Macedonia, famiglia residente in Friuli sterminata nel sonno. Ha confessato la figlia maggiore

Macedoni d'origine, erano tornati in patria per un matrimonio.

Famiglia uccisa in Macedonia nel sonno

Lunedì 3 settembre 2018 - Secondo quanto riportato dall'Ansa, Amir Findo, un nipote della coppia di macedoni residenti in Friuli uccisi, insieme alla loro figlia minore, la scorsa settimana in patria, sarebbe stata la figlia maggiore, Blerta, di 25 anni, a sterminare la propria famiglia.
Amir Findo, che abita a Cordignano, in provincia di Treviso, ha raccontato che ci sarebbero numerose prove a carico di sua cugina 25enne e anche il ministero dell'Interno macedone ha rivelato che c'è il ragionevole sospetto che sia stata la ragazza a uccidere i genitori e la sorellina di 14 anni, con la complicità di altre due persone.
Secondo alcuni media macedoni, la ragazza avrebbe ideato il triplice omicidio, lo avrebbe compiuto e sarebbe poi tornata subito in Italia con un'altra sorella, poi, per mascherare il gesto, si sarebbe recata nuovamente a Debar, ma lì è stata arrestata e, una volta in carcere, avrebbe confessato.

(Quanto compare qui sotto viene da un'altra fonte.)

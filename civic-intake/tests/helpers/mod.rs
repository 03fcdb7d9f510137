//! Test helper utilities
//!
//! Scripted collaborators, synthetic flyer images and a ready-wired harness
//! around the orchestrator and moderation workflow.

#![allow(dead_code)]

pub mod collaborators;
pub mod images;

use chrono::{DateTime, TimeZone, Utc};
use civic_common::time::ManualClock;
use civic_intake::collaborators::{Municipality, StaticMunicipalityDirectory};
use civic_intake::config::IntakeConfig;
use civic_intake::services::intake_orchestrator::Collaborators;
use civic_intake::services::ModerationWorkflow;
use civic_intake::IntakeOrchestrator;
use sqlx::SqlitePool;
use std::sync::Arc;
use tempfile::TempDir;

pub use collaborators::{MemoryStorage, ScriptedExtraction, ScriptedValidation};
pub use images::{flyer_png, flyer_png_with_speck, not_an_image};

pub const LYON: &str = "69123";
pub const GRENOBLE: &str = "38185";
pub const MARSEILLE: &str = "13055";

/// Fixed start time for harness clocks (mid-afternoon UTC)
pub fn start_time() -> DateTime<Utc> {
    Utc.with_ymd_and_hms(2026, 3, 10, 15, 0, 0).unwrap()
}

pub fn directory() -> StaticMunicipalityDirectory {
    StaticMunicipalityDirectory::new(vec![
        Municipality {
            code: LYON.to_string(),
            name: "Lyon".to_string(),
            department_code: Some("69".to_string()),
        },
        Municipality {
            code: GRENOBLE.to_string(),
            name: "Grenoble".to_string(),
            department_code: Some("38".to_string()),
        },
        Municipality {
            code: MARSEILLE.to_string(),
            name: "Marseille".to_string(),
            department_code: Some("13".to_string()),
        },
    ])
}

/// Orchestrator, workflow and the scripted collaborators behind them
pub struct Harness {
    pub pool: SqlitePool,
    pub config: IntakeConfig,
    pub orchestrator: Arc<IntakeOrchestrator>,
    pub workflow: ModerationWorkflow,
    pub extraction: Arc<ScriptedExtraction>,
    pub validation: Arc<ScriptedValidation>,
    pub storage: Arc<MemoryStorage>,
    pub clock: Arc<ManualClock>,
    _temp_dir: Option<TempDir>,
}

impl Harness {
    /// Harness over a single-connection in-memory database
    pub async fn in_memory() -> Self {
        let pool = civic_common::db::init_memory_database().await.unwrap();
        Self::build(pool, None, IntakeConfig::default())
    }

    /// Harness over a WAL database file, for real concurrency
    pub async fn on_disk() -> Self {
        let temp_dir = TempDir::new().unwrap();
        let pool = civic_common::db::init_database(&temp_dir.path().join("civic.db"))
            .await
            .unwrap();
        Self::build(pool, Some(temp_dir), IntakeConfig::default())
    }

    pub async fn with_config(config: IntakeConfig) -> Self {
        let pool = civic_common::db::init_memory_database().await.unwrap();
        Self::build(pool, None, config)
    }

    fn build(pool: SqlitePool, temp_dir: Option<TempDir>, config: IntakeConfig) -> Self {
        let extraction = Arc::new(ScriptedExtraction::new());
        let validation = Arc::new(ScriptedValidation::new());
        let storage = Arc::new(MemoryStorage::new());
        let clock = Arc::new(ManualClock::new(start_time()));

        let collaborators = Collaborators {
            storage: storage.clone(),
            extraction: extraction.clone(),
            validation: validation.clone(),
            directory: Arc::new(directory()),
        };

        let orchestrator = Arc::new(IntakeOrchestrator::new(
            pool.clone(),
            config.clone(),
            collaborators,
            clock.clone(),
        ));
        let workflow = ModerationWorkflow::new(pool.clone(), &config, clock.clone());

        Self {
            pool,
            config,
            orchestrator,
            workflow,
            extraction,
            validation,
            storage,
            clock,
            _temp_dir: temp_dir,
        }
    }

    pub async fn count_submissions(&self) -> i64 {
        sqlx::query_scalar("SELECT COUNT(*) FROM submissions")
            .fetch_one(&self.pool)
            .await
            .unwrap()
    }

    pub async fn count_candidates(&self) -> i64 {
        sqlx::query_scalar("SELECT COUNT(*) FROM candidates")
            .fetch_one(&self.pool)
            .await
            .unwrap()
    }
}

Macedonia, sterminata nel sonno una famiglia residente in Friuli

Mercoledì 29 agosto 2018 - A Debar, un piccolo centro della Macedonia che si trova proprio al confine con l'Albania, una famiglia composta da madre, padre e figlia adolescente, di etnia albanese, è stata uccisa nel sonno nella propria abitazione.

Amid Pocesta, di 55 anni, la moglie Nazmije, 53 anni, e la figlia Anila, di 14 anni, hanno perso la vita a causa dei colpi di pistola che gli sono stati sparati contro mentre dormivano. Sono infatti stati ritrovati senza vita nelle proprie camere da letto da un parente che non riusciva a contattarli e si è preoccupato.

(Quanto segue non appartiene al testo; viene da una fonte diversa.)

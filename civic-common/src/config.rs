//! Configuration loading and root folder resolution
//!
//! Bootstrap configuration is read from a TOML file. A missing file is not
//! fatal: the caller receives `T::default()` and a warning is logged.
//!
//! Priority order for both the config file and the root folder:
//! 1. Command-line argument (highest priority)
//! 2. Environment variable
//! 3. TOML config file / user config directory
//! 4. OS-dependent compiled default (fallback)

use crate::{Error, Result};
use serde::de::DeserializeOwned;
use serde::Deserialize;
use std::path::{Path, PathBuf};
use tracing::{info, warn};

/// Environment variable naming the TOML config file
pub const CONFIG_ENV_VAR: &str = "CIVIC_CONFIG";

/// Environment variable naming the root (data) folder
pub const ROOT_FOLDER_ENV_VAR: &str = "CIVIC_ROOT_FOLDER";

/// Application directory name used under the platform config/data dirs
const APP_DIR: &str = "civic-intake";

/// Logging configuration
#[derive(Debug, Clone, Deserialize, PartialEq)]
pub struct LoggingConfig {
    /// Log level (trace, debug, info, warn, error)
    #[serde(default = "default_log_level")]
    pub level: String,

    /// Log file path (optional, logs to stderr if not specified)
    #[serde(default)]
    pub file: Option<PathBuf>,
}

impl Default for LoggingConfig {
    fn default() -> Self {
        Self {
            level: default_log_level(),
            file: None,
        }
    }
}

fn default_log_level() -> String {
    "info".to_string()
}

/// Resolve which TOML file to read
///
/// Returns `None` when no candidate exists; callers fall back to defaults.
pub fn resolve_config_path(cli_arg: Option<&Path>) -> Option<PathBuf> {
    if let Some(path) = cli_arg {
        return Some(path.to_path_buf());
    }

    if let Ok(path) = std::env::var(CONFIG_ENV_VAR) {
        if !path.trim().is_empty() {
            return Some(PathBuf::from(path));
        }
    }

    let user_config = dirs::config_dir().map(|d| d.join(APP_DIR).join("config.toml"));
    if let Some(path) = user_config {
        if path.exists() {
            return Some(path);
        }
    }

    let system_config = PathBuf::from("/etc").join(APP_DIR).join("config.toml");
    if cfg!(target_os = "linux") && system_config.exists() {
        return Some(system_config);
    }

    None
}

/// Load a TOML config file into `T`
///
/// A path that does not exist yields `T::default()` with a warning.
/// A file that exists but fails to parse is a hard `Error::Config`.
pub fn load_toml_or_default<T>(path: Option<&Path>) -> Result<T>
where
    T: DeserializeOwned + Default,
{
    let Some(path) = path else {
        warn!("No config file found; using built-in defaults");
        return Ok(T::default());
    };

    if !path.exists() {
        warn!(path = %path.display(), "Config file missing; using built-in defaults");
        return Ok(T::default());
    }

    let content = std::fs::read_to_string(path)
        .map_err(|e| Error::Config(format!("Read {} failed: {}", path.display(), e)))?;

    let config = toml::from_str(&content)
        .map_err(|e| Error::Config(format!("Parse {} failed: {}", path.display(), e)))?;

    info!(path = %path.display(), "Loaded configuration");
    Ok(config)
}

/// Root folder resolution following the documented priority order
pub fn resolve_root_folder(cli_arg: Option<&Path>, toml_value: Option<&Path>) -> PathBuf {
    if let Some(path) = cli_arg {
        return path.to_path_buf();
    }

    if let Ok(path) = std::env::var(ROOT_FOLDER_ENV_VAR) {
        if !path.trim().is_empty() {
            return PathBuf::from(path);
        }
    }

    if let Some(path) = toml_value {
        return path.to_path_buf();
    }

    default_root_folder()
}

/// OS-dependent default root folder path
pub fn default_root_folder() -> PathBuf {
    if cfg!(target_os = "linux") {
        dirs::data_local_dir()
            .map(|d| d.join(APP_DIR))
            .unwrap_or_else(|| PathBuf::from("/var/lib").join(APP_DIR))
    } else if cfg!(target_os = "macos") || cfg!(target_os = "windows") {
        dirs::data_local_dir()
            .map(|d| d.join(APP_DIR))
            .unwrap_or_else(|| PathBuf::from(".").join(APP_DIR))
    } else {
        PathBuf::from("./civic_data")
    }
}

/// Create the root folder if missing and return the database path inside it
pub fn prepare_root_folder(root_folder: &Path) -> Result<PathBuf> {
    if !root_folder.exists() {
        std::fs::create_dir_all(root_folder)?;
        info!(path = %root_folder.display(), "Created root folder");
    }
    Ok(root_folder.join("civic.db"))
}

Secondo quanto riporta il Messaggero Veneto, la strage è stata compiuta lo scorso 27 agosto. Amid e Nazmije erano fuggiti durante la guerra e si erano rifugiati in Italia dove lui lavorava come operaio e lei, pur essendo laureata in chimica, accettava lavori come domestica.

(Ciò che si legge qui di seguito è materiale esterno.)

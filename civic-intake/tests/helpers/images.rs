//! Synthetic flyer images
//!
//! Each seed yields a 64×64 image built from an 8×8 grid of black/white
//! blocks, so distinct seeds are visually distinct with overwhelming
//! probability.

use image::{DynamicImage, ImageFormat, Rgb, RgbImage};
use std::io::Cursor;

const BLOCK: u32 = 8;

fn splitmix64(seed: u64) -> u64 {
    let mut z = seed.wrapping_add(0x9E37_79B9_7F4A_7C15);
    z = (z ^ (z >> 30)).wrapping_mul(0xBF58_476D_1CE4_E5B9);
    z = (z ^ (z >> 27)).wrapping_mul(0x94D0_49BB_1331_11EB);
    z ^ (z >> 31)
}

fn block_image(seed: u64) -> RgbImage {
    let pattern = splitmix64(seed);
    RgbImage::from_fn(BLOCK * 8, BLOCK * 8, |x, y| {
        let bit = (y / BLOCK) * 8 + (x / BLOCK);
        if pattern >> (63 - bit) & 1 == 1 {
            Rgb([250, 250, 250])
        } else {
            Rgb([10, 10, 10])
        }
    })
}

fn encode_png(img: RgbImage) -> Vec<u8> {
    let mut bytes = Vec::new();
    DynamicImage::ImageRgb8(img)
        .write_to(&mut Cursor::new(&mut bytes), ImageFormat::Png)
        .unwrap();
    bytes
}

/// PNG flyer stand-in for `seed`
pub fn flyer_png(seed: u64) -> Vec<u8> {
    encode_png(block_image(seed))
}

/// Same picture as `flyer_png(seed)` with a one-pixel edit: different bytes,
/// same perceptual fingerprint
pub fn flyer_png_with_speck(seed: u64) -> Vec<u8> {
    let mut img = block_image(seed);
    let Rgb([r, _, _]) = *img.get_pixel(BLOCK / 2, BLOCK / 2);
    let tweak = if r > 128 { 240 } else { 20 };
    img.put_pixel(BLOCK / 2, BLOCK / 2, Rgb([tweak, tweak, tweak]));
    encode_png(img)
}

/// Bytes that no image sniffer accepts
pub fn not_an_image() -> Vec<u8> {
    b"%PDF-1.7\n% campaign flyer, honest\n".to_vec()
}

Oltre alla figlia Anila, che era andata con loro a Debar per partecipare al matrimonio di un parente, la coppia avrebbe almeno un'altra figlia più grande, rimasta a Sacile, in provincia di Pordenone, dove la famiglia risiedeva.

I media locali scrivono che la polizia sta concentrando le sue indagini sulla cerchia dei famigliari della famiglia Pocesta e in particolare su un parente stretto con cui avevano avuto una lite per questioni di confini e di proprietà. Questo parente per ora risulta introvabile. Intanto sono state compiute varie perquisizioni.